The happy assembly did not notice it. After Minchah and Maariv (some few only after a page of Gemoreh, or a chapter of Mishnayes), they went away and left Yössil alone as usual. Even the householder in whose house Yössil should have eaten that day's meals never thought of going up to him and asking why he had not been to breakfast, and why he was not coming back with him to supper; he just hurried home along with the rest, to tell his wife and children the good news, that Savitzki had gone, that they were rid of _that_ treasure. It was not till the next day that Yössil was missed; then they said, bother would _not_ have taken him, and the beadle lighted the stove himself. The oven smoked and Yössil was talked about the whole day; he was the only one who could manage the stove. They began to wonder if he had gone to Palestine, or else to Argentina? It was true, he had nothing with which to pay his travelling expenses, but then he could always resort to begging.
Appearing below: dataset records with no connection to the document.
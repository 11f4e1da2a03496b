//! Namespaced key-value store abstraction
//!
//! The managed persistence backend is consumed through the [`KvStore`]
//! trait: string keys to JSON records, grouped by namespace, with get,
//! set, delete and prefix scan. [`SqliteKv`] is the durable default;
//! [`MemoryKv`] backs unit tests.

use async_trait::async_trait;
use serde_json::Value;
use sqlx::sqlite::{SqlitePool, SqlitePoolOptions};
use std::collections::{BTreeMap, HashMap};
use thiserror::Error;
use tokio::sync::RwLock;

#[derive(Debug, Error)]
pub enum KvError {
    #[error("Backend error: {0}")]
    Backend(#[from] sqlx::Error),

    #[error("Codec error: {0}")]
    Codec(#[from] serde_json::Error),
}

/// Namespaced persistent mapping from string keys to JSON records.
///
/// Scans return entries in lexicographic key order.
#[async_trait]
pub trait KvStore: Send + Sync {
    async fn get(&self, ns: &str, key: &str) -> Result<Option<Value>, KvError>;

    /// Upsert
    async fn set(&self, ns: &str, key: &str, value: Value) -> Result<(), KvError>;

    async fn delete(&self, ns: &str, key: &str) -> Result<(), KvError>;

    /// All entries in `ns` whose key starts with `prefix`.
    async fn scan(&self, ns: &str, prefix: &str) -> Result<Vec<(String, Value)>, KvError>;

    /// Atomic read-modify-write of one record. `f` receives the current
    /// value (`None` when absent) and returns the value to store, or
    /// `None` to leave the record untouched. Concurrent `modify` calls on
    /// the same key never lose an update.
    async fn modify(
        &self,
        ns: &str,
        key: &str,
        f: &(dyn Fn(Option<Value>) -> Option<Value> + Send + Sync),
    ) -> Result<Option<Value>, KvError>;
}

// ── SQLite backend ────────────────────────────────────────────────────────

/// SQLite-backed key-value store
pub struct SqliteKv {
    pool: SqlitePool,
}

impl SqliteKv {
    /// Connect to the database and ensure the schema exists.
    pub async fn connect(database_url: &str) -> Result<Self, KvError> {
        tracing::info!("Connecting to database: {}", database_url);

        let pool = SqlitePoolOptions::new()
            .max_connections(5)
            .connect(database_url)
            .await?;

        Self::run_migrations(&pool).await?;

        Ok(Self { pool })
    }

    async fn run_migrations(pool: &SqlitePool) -> Result<(), KvError> {
        sqlx::query(
            r#"
            CREATE TABLE IF NOT EXISTS kv_records (
                ns TEXT NOT NULL,
                key TEXT NOT NULL,
                value TEXT NOT NULL,
                PRIMARY KEY (ns, key)
            )
            "#,
        )
        .execute(pool)
        .await?;

        Ok(())
    }
}

/// Escape LIKE wildcards so a prefix containing `%` or `_` matches literally.
fn escape_like(prefix: &str) -> String {
    let mut out = String::with_capacity(prefix.len());
    for c in prefix.chars() {
        if matches!(c, '%' | '_' | '\\') {
            out.push('\\');
        }
        out.push(c);
    }
    out
}

#[async_trait]
impl KvStore for SqliteKv {
    async fn get(&self, ns: &str, key: &str) -> Result<Option<Value>, KvError> {
        let raw: Option<String> =
            sqlx::query_scalar("SELECT value FROM kv_records WHERE ns = ? AND key = ?")
                .bind(ns)
                .bind(key)
                .fetch_optional(&self.pool)
                .await?;

        match raw {
            Some(s) => Ok(Some(serde_json::from_str(&s)?)),
            None => Ok(None),
        }
    }

    async fn set(&self, ns: &str, key: &str, value: Value) -> Result<(), KvError> {
        let raw = serde_json::to_string(&value)?;
        sqlx::query(
            r#"
            INSERT INTO kv_records (ns, key, value) VALUES (?, ?, ?)
            ON CONFLICT (ns, key) DO UPDATE SET value = excluded.value
            "#,
        )
        .bind(ns)
        .bind(key)
        .bind(raw)
        .execute(&self.pool)
        .await?;
        Ok(())
    }

    async fn delete(&self, ns: &str, key: &str) -> Result<(), KvError> {
        sqlx::query("DELETE FROM kv_records WHERE ns = ? AND key = ?")
            .bind(ns)
            .bind(key)
            .execute(&self.pool)
            .await?;
        Ok(())
    }

    async fn scan(&self, ns: &str, prefix: &str) -> Result<Vec<(String, Value)>, KvError> {
        let pattern = format!("{}%", escape_like(prefix));
        let rows: Vec<(String, String)> = sqlx::query_as(
            r#"
            SELECT key, value FROM kv_records
            WHERE ns = ? AND key LIKE ? ESCAPE '\'
            ORDER BY key
            "#,
        )
        .bind(ns)
        .bind(pattern)
        .fetch_all(&self.pool)
        .await?;

        let mut out = Vec::with_capacity(rows.len());
        for (key, raw) in rows {
            out.push((key, serde_json::from_str(&raw)?));
        }
        Ok(out)
    }

    async fn modify(
        &self,
        ns: &str,
        key: &str,
        f: &(dyn Fn(Option<Value>) -> Option<Value> + Send + Sync),
    ) -> Result<Option<Value>, KvError> {
        let mut tx = self.pool.begin().await?;
        let raw: Option<String> =
            sqlx::query_scalar("SELECT value FROM kv_records WHERE ns = ? AND key = ?")
                .bind(ns)
                .bind(key)
                .fetch_optional(&mut *tx)
                .await?;
        let current = match raw {
            Some(s) => Some(serde_json::from_str(&s)?),
            None => None,
        };

        let Some(next) = f(current) else {
            return Ok(None);
        };

        let raw = serde_json::to_string(&next)?;
        sqlx::query(
            r#"
            INSERT INTO kv_records (ns, key, value) VALUES (?, ?, ?)
            ON CONFLICT (ns, key) DO UPDATE SET value = excluded.value
            "#,
        )
        .bind(ns)
        .bind(key)
        .bind(raw)
        .execute(&mut *tx)
        .await?;
        tx.commit().await?;
        Ok(Some(next))
    }
}

// ── In-memory backend ─────────────────────────────────────────────────────

/// In-memory key-value store for tests and fakes
#[derive(Default)]
pub struct MemoryKv {
    namespaces: RwLock<HashMap<String, BTreeMap<String, Value>>>,
}

impl MemoryKv {
    pub fn new() -> Self {
        Self::default()
    }
}

#[async_trait]
impl KvStore for MemoryKv {
    async fn get(&self, ns: &str, key: &str) -> Result<Option<Value>, KvError> {
        let namespaces = self.namespaces.read().await;
        Ok(namespaces.get(ns).and_then(|m| m.get(key)).cloned())
    }

    async fn set(&self, ns: &str, key: &str, value: Value) -> Result<(), KvError> {
        let mut namespaces = self.namespaces.write().await;
        namespaces
            .entry(ns.to_string())
            .or_default()
            .insert(key.to_string(), value);
        Ok(())
    }

    async fn delete(&self, ns: &str, key: &str) -> Result<(), KvError> {
        let mut namespaces = self.namespaces.write().await;
        if let Some(m) = namespaces.get_mut(ns) {
            m.remove(key);
        }
        Ok(())
    }

    async fn scan(&self, ns: &str, prefix: &str) -> Result<Vec<(String, Value)>, KvError> {
        let namespaces = self.namespaces.read().await;
        let Some(m) = namespaces.get(ns) else {
            return Ok(Vec::new());
        };
        // BTreeMap iteration is already lexicographic
        Ok(m.range(prefix.to_string()..)
            .take_while(|(k, _)| k.starts_with(prefix))
            .map(|(k, v)| (k.clone(), v.clone()))
            .collect())
    }

    async fn modify(
        &self,
        ns: &str,
        key: &str,
        f: &(dyn Fn(Option<Value>) -> Option<Value> + Send + Sync),
    ) -> Result<Option<Value>, KvError> {
        // Held across the read and the write, so the step is atomic
        let mut namespaces = self.namespaces.write().await;
        let current = namespaces.get(ns).and_then(|m| m.get(key)).cloned();

        let Some(next) = f(current) else {
            return Ok(None);
        };

        namespaces
            .entry(ns.to_string())
            .or_default()
            .insert(key.to_string(), next.clone());
        Ok(Some(next))
    }
}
It was only on the sixth day, when the town was looking for the arrival of an inspector of licenses, that the first shop-keeper who climbed up into the loft to hide a piece of imported velvet found Yössil hanging and already stark.

XI

BONTZYE SHWEIG[48]

Down here, in _this_ world, Bontzye Shweig's death made no impression at all. Ask anyone you like who Bontzye was, _how_ he lived, and what he died of; whether of heart failure, or whether his strength gave out, or whether his back broke under a heavy load, and they won't know. Perhaps, after all, he died of hunger.

If a tram-car horse had fallen dead, there would have been more excitement. It would have been mentioned in the papers, and hundreds of people would have crowded round to look at the dead animal--even the spot where the accident took place.

But the tramway horse would receive less attention if there were as many horses as men--a thousand million.

Bontzye lived quietly and died quietly. He passed through _our_ world like a shadow.

No wine was drunk at Bontzye's circumcision, no healths were proposed, and he made no beautiful speech when he was confirmed. He lived like a little dun-colored grain of sand on the sea-shore, among millions of his kind; and when the wind lifted him and blew him over to the other side of the sea, nobody noticed it.

When he was alive, the mud in the street preserved no impression of his feet; after his death, the wind overturned the little board on his grave. The grave-digger's wife found it a long way off from the spot, and boiled a potful of potatoes over it. Three days after that, the grave-digger had forgotten where he had laid him.

If Bontzye had been given a tombstone, then, in a hundred years or so, an antiquarian might have found it, and the name "Bontzye Shweig" would have echoed once again in _our_ air.

A shadow! His likeness remained photographed in nobody's brain, in nobody's heart; not a trace of him remained.

"No kith, no kin!" He lived and died alone!

Had it not been for the human commotion, some one might have heard Bontzye's spine snap under its load; had the world been less busy, some one might have remarked that Bontzye (also a human being) went about with two extinguished eyes and fearfully hollow cheeks; that even when he had no load on his shoulders, his head drooped earthward as though, while yet alive, he were looking for his grave. Were there as few men as tramway horses, some one might perhaps have asked: What has happened to Bontzye?

When they carried Bontzye into the hospital, his corner in the underground lodging was soon filled--there were ten of his like waiting for it, and they put it up to auction among themselves. When they carried him from the hospital bed to the dead-house, there were twenty poor sick persons waiting for the bed. When he had been taken out of the dead-house, they brought in twenty bodies from under a building that had fallen in. Who knows how long he will rest in his grave? Who knows how many are waiting for the little plot of ground?

A quiet birth, a quiet life, a quiet death, and a quieter burial.

But it was not so in the _other_ world. _There_ Bontzye's death made a great impression.